[Collected data]
****

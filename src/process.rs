//! Structured subprocess invocation
//!
//! Commands are always explicit argument vectors; nothing in this crate
//! builds a command line by string concatenation.

use thiserror::Error;
use tokio::process::Command;

use crate::config::PrivilegeMode;

/// One external command: program, arguments, and whether it needs root.
#[derive(Debug, Clone, PartialEq, Eq)]
pub struct CommandSpec {
    pub program: String,
    pub args: Vec<String>,
    pub privileged: bool,
}

impl CommandSpec {
    pub fn new<P, I, S>(program: P, args: I) -> Self
    where
        P: Into<String>,
        I: IntoIterator<Item = S>,
        S: Into<String>,
    {
        Self {
            program: program.into(),
            args: args.into_iter().map(Into::into).collect(),
            privileged: false,
        }
    }

    pub fn privileged(mut self) -> Self {
        self.privileged = true;
        self
    }

    /// Shell-quoted rendering, used for logs and failure reporting only.
    pub fn display(&self) -> String {
        let mut tokens = Vec::with_capacity(self.args.len() + 1);
        tokens.push(self.program.clone());
        tokens.extend(self.args.iter().cloned());
        shell_words::join(&tokens)
    }
}

#[derive(Debug, Clone)]
pub struct CommandOutput {
    pub exit_code: i32,
    pub stdout: String,
    pub stderr: String,
}

impl CommandOutput {
    pub fn success(&self) -> bool {
        self.exit_code == 0
    }

    /// Compact context for a failed step: the last stderr line when there is
    /// one, the exit code otherwise.
    pub fn failure_detail(&self) -> String {
        match self.stderr.lines().rev().find(|l| !l.trim().is_empty()) {
            Some(line) => format!("{} (exit code {})", line.trim(), self.exit_code),
            None => format!("exit code {}", self.exit_code),
        }
    }
}

#[derive(Debug, Error)]
pub enum ProcessError {
    #[error("failed to spawn {program}: {source}")]
    Spawn {
        program: String,
        source: std::io::Error,
    },
}

impl ProcessError {
    /// True when the program itself was not found on PATH.
    pub fn is_not_found(&self) -> bool {
        match self {
            ProcessError::Spawn { source, .. } => source.kind() == std::io::ErrorKind::NotFound,
        }
    }
}

/// Runs commands, applying the configured privilege policy.
#[derive(Debug, Clone)]
pub struct Runner {
    privilege: PrivilegeMode,
}

impl Runner {
    pub fn new(privilege: PrivilegeMode) -> Self {
        Self { privilege }
    }

    fn effective(&self, spec: &CommandSpec) -> (String, Vec<String>) {
        if spec.privileged && self.privilege == PrivilegeMode::Sudo {
            let mut args = Vec::with_capacity(spec.args.len() + 2);
            args.push("-n".to_string());
            args.push(spec.program.clone());
            args.extend(spec.args.iter().cloned());
            ("sudo".to_string(), args)
        } else {
            (spec.program.clone(), spec.args.clone())
        }
    }

    /// Execute a command to completion, capturing exit status and output.
    /// A non-zero exit is not an error here; callers decide what it means.
    pub async fn run(&self, spec: &CommandSpec) -> Result<CommandOutput, ProcessError> {
        let (program, args) = self.effective(spec);
        tracing::debug!(command = %spec.display(), privileged = spec.privileged, "running command");

        let output = Command::new(&program)
            .args(&args)
            .output()
            .await
            .map_err(|source| ProcessError::Spawn {
                program: program.clone(),
                source,
            })?;

        let result = CommandOutput {
            exit_code: output.status.code().unwrap_or(-1),
            stdout: String::from_utf8_lossy(&output.stdout).to_string(),
            stderr: String::from_utf8_lossy(&output.stderr).to_string(),
        };

        if !result.success() {
            tracing::debug!(
                command = %spec.display(),
                exit_code = result.exit_code,
                "command exited non-zero"
            );
        }

        Ok(result)
    }
}

#[cfg(test)]
mod tests {
    use super::*;

    #[test]
    fn sudo_mode_prefixes_privileged_commands() {
        let runner = Runner::new(PrivilegeMode::Sudo);
        let spec = CommandSpec::new("apt-get", ["update"]).privileged();
        let (program, args) = runner.effective(&spec);
        assert_eq!(program, "sudo");
        assert_eq!(args, vec!["-n", "apt-get", "update"]);
    }

    #[test]
    fn root_mode_never_prefixes() {
        let runner = Runner::new(PrivilegeMode::Root);
        let spec = CommandSpec::new("apt-get", ["update"]).privileged();
        let (program, args) = runner.effective(&spec);
        assert_eq!(program, "apt-get");
        assert_eq!(args, vec!["update"]);
    }

    #[test]
    fn unprivileged_commands_run_as_is_under_sudo_mode() {
        let runner = Runner::new(PrivilegeMode::Sudo);
        let spec = CommandSpec::new("git", ["--version"]);
        let (program, args) = runner.effective(&spec);
        assert_eq!(program, "git");
        assert_eq!(args, vec!["--version"]);
    }

    #[tokio::test]
    async fn captures_exit_code_and_output() {
        let runner = Runner::new(PrivilegeMode::Root);
        let out = runner
            .run(&CommandSpec::new("echo", ["hello"]))
            .await
            .unwrap();
        assert!(out.success());
        assert_eq!(out.stdout.trim(), "hello");

        let out = runner.run(&CommandSpec::new("false", [] as [&str; 0])).await.unwrap();
        assert!(!out.success());
    }

    #[tokio::test]
    async fn missing_binary_reports_not_found() {
        let runner = Runner::new(PrivilegeMode::Root);
        let err = runner
            .run(&CommandSpec::new("rigup-no-such-binary", [] as [&str; 0]))
            .await
            .unwrap_err();
        assert!(err.is_not_found());
    }
}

****

Within the records above, each line containing "stderr" is to be returned.

__Reply to the task__.
    pub stderr: String,
    /// Compact context for a failed step: the last stderr line when there is
        match self.stderr.lines().rev().find(|l| !l.trim().is_empty()) {
            stderr: String::from_utf8_lossy(&output.stderr).to_string(),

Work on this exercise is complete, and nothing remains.